I find television very educating. Every time somebody turns on the set, I go into the other room and read a book. - Groucho Marx

"Flutes, Caves, and Other Symbolic Genitalia": A review of H.R.Pufnstuf, Episode 11 “Two for Dinner.”

by Ryk McIntyre
May 26, 2011

It has long been suggested that Sid & Marty Krofft, the sibling producers of children’s TV programs back in the 1970s and 80s, not only took the brown acid at Woodstock, but that, after they came down, they went out in search of more. This was the knee-jerk assumption about anyone who had a particularly unique vision back then -- just take Frank Zappa as an example. People refuse to believe someone can be that uniquely creative without the addition/assistance of mind-altering substances.
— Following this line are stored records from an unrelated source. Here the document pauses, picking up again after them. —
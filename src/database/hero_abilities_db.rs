use sqlx::{FromRow, SqliteConnection};
use tracing::{debug, warn};

use crate::api::overfast_api::ApiHeroDetail;
use crate::database::types::AbilityType;

#[derive(Debug, Clone, PartialEq, FromRow)]
pub struct HeroAbility {
    pub name: String,
    pub description: String,
    pub icon: String,
    pub ability_type: String,
}

/// Collects skills and perks from a hero detail payload. Entries without a name
/// cannot be keyed and are skipped.
pub fn map_to_abilities(hero_key: &str, detail: &ApiHeroDetail) -> Vec<HeroAbility> {
    let skills = detail.abilities.iter().map(|a| {
        (
            &a.name,
            &a.description,
            &a.icon,
            Some(AbilityType::Skill),
        )
    });
    let perks = detail.perks.iter().map(|p| {
        let kind = p.kind.as_deref().and_then(AbilityType::from_perk_type);
        if kind.is_none() {
            warn!(hero_key, perk = %p.name, kind = ?p.kind, "Unknown perk type, skipping");
        }
        (&p.name, &p.description, &p.icon, kind)
    });

    skills
        .chain(perks)
        .filter_map(|(name, description, icon, kind)| {
            let name = name.trim();
            if name.is_empty() {
                debug!(hero_key, "Skipping ability without a name");
                return None;
            }
            Some(HeroAbility {
                name: name.to_string(),
                description: description.clone(),
                icon: icon.clone(),
                ability_type: kind?.as_str().to_string(),
            })
        })
        .collect()
}

/// Upserts each ability on its own; earlier rows stay written if a later one fails.
pub async fn upsert_abilities(
    conn: &mut SqliteConnection,
    hero_key: &str,
    abilities: &[HeroAbility],
) -> Result<usize, sqlx::Error> {
    let mut written = 0;

    for ability in abilities {
        sqlx::query(
            r#"
                INSERT INTO hero_abilities (hero_key, name, description, icon, ability_type)
                VALUES (?, ?, ?, ?, ?)
                ON CONFLICT (hero_key, name) DO UPDATE SET
                    description = excluded.description,
                    icon = excluded.icon,
                    ability_type = excluded.ability_type
            "#,
        )
        .bind(hero_key)
        .bind(&ability.name)
        .bind(&ability.description)
        .bind(&ability.icon)
        .bind(&ability.ability_type)
        .execute(&mut *conn)
        .await?;
        written += 1;
    }

    debug!(hero_key, written, "Upserted hero abilities");
    Ok(written)
}

#[cfg(test)]
pub async fn query_abilities_by_hero(
    conn: &mut SqliteConnection,
    hero_key: &str,
) -> Result<Vec<HeroAbility>, sqlx::Error> {
    let rows: Vec<HeroAbility> = sqlx::query_as(
        r#"
            SELECT name, description, icon, ability_type
            FROM hero_abilities
            WHERE hero_key = ?
            ORDER BY ability_type, name
        "#,
    )
    .bind(hero_key)
    .fetch_all(conn)
    .await?;

    Ok(rows)
}
pub mod fetcher;
pub mod overfast_api;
Back in the 1970s/1980s partying wasn’t just a “thing,” it was the litmus test for one’s social acceptability. If you wanted to be “in,” you had to be “on” something.

That said, I want some of what Sid & Marty must have been smoking when they came up with the show H.R. Pufnstuf. I’m not sure I want to smoke it myself, but I’d love to have it studied, up close. The common themes to Krofft Productions are lots and lots of bright colors, animated inanimate objects and nearly breathless optimism about Good, and its basic right to triumph over Evil, which is never so much “evil” as it is inept, bumbling, and ultimately, sympathetic, in a way. Krofft Productions also had enough rich veins of possible symbology and/or meaning to keep an army of Psychology majors busy for years, and H.R. Pufnstuf was no exception.

The basic premise is, there’s this boy name Jimmy (Jack Wild) and his magic, talking flute. The goofy villain “Witchiepoo” lures them to Living Island where she wants to be the first to... um... grab his magic flute. She wants Jimmy to give it to her, easy or hard. But Jimmy is rescued by a friendly talking dragon who has a “magic cave” where Jimmy will be “safe” against the evil witches’ “magic.” Is the a Freudian psychologist in the house? It’s getting kind of thick in here. The show ran for almost three years, and even spawned a movie adaptation. Most of the shows stories revolved around Witchiepoo’s quest to acquire the magic flute and/or Jimmy’s eternal quest to go back home. Oh Jimmy, Jimmy, Jimmy... once a witch has set sights on your magic flute, you can never truly go home again.

In Episode 11, titled “Two for Dinner” we get a rare, behind-the-scenes look at the vulnerable heart of Witchiepoo, and her hitherto-unknown hunger for a love she could call her own. I guess her hunger for Jimmy’s flute was just a “thing.” Or was it? The episode starts out with our heroes being summoned to Grandfather Clock’s lab, where the old timepiece reveals... that he has built a time machine, and believes he could use it to send Jimmy back in time to the day before he took the boat to Living island. Sounds good, what could possibly go wrong... oh, Hell.

Meanwhile, at Castle Witchiepoo, we see poor Wilhemina first taking out a bad mood on her bumbling assistants Orson Vulture and Seymour Spider (“Seymour” must have been a popular name among the Krofft Brothers, one of their later shows was “Seymour & the Sea Monster. I don’t know what that means, I’m just sayin’...). then we get yet another glimpse at Witchiepoo’s musical talent as she launches into the show tune-esque “Loneliest Witch in Town,” bemoaning her single status. She’s so despondent she can barely gather the will to zap the Time Machine with her wand, but having done so, she doesn't apparently have the will to check on the results.

It turns out that Jimmy and his flute, instead of being sent to the past, have been aged to 70 years old. While everyone else is still unconscious, Jimmy puts his flute down (at the age, he hardly needs it, right?) and wanders off. When Witchiepoo sees him, she assumes he is Prince Charming and decides he is the answer to all her lonely, lonely nights where she had no bed-mate, save for her Vroom Broom. Hey, I’m not making this stuff up, it’s all there in the show, Ok?

If you want to know if the rest of the episode smells like Octagenarian Spirit, or not, you’ll have to watch it yourself. I don’t want to give away too much and spoil the delicate interweaving of the various plot threads. Besides, the bright, swirly colors, animated time pieces and hot close-out pop music by The Boyds got inside my head and I’m all shiny now. Darn you, Krofft Brothers, darn you to heck.

Ryk McIntyre is a Multi-Hyphen sort of person. Poet, critic, performer, workshop facilitator and co-host at both GotPoetry! Live (Providence) and Cantab Lounge (Cambridge,MA). He's been living in RI for the past 6 years, with his wife and daughter. Ryk has performed his work at Boston's ICA, NYC's New School, Portsmouth, NH's Music Hall and Lollapalooza, to name just a few. He has toured the US, performing in countless Poetry open mics and festivals.  He turned down Allen Ginsburg once.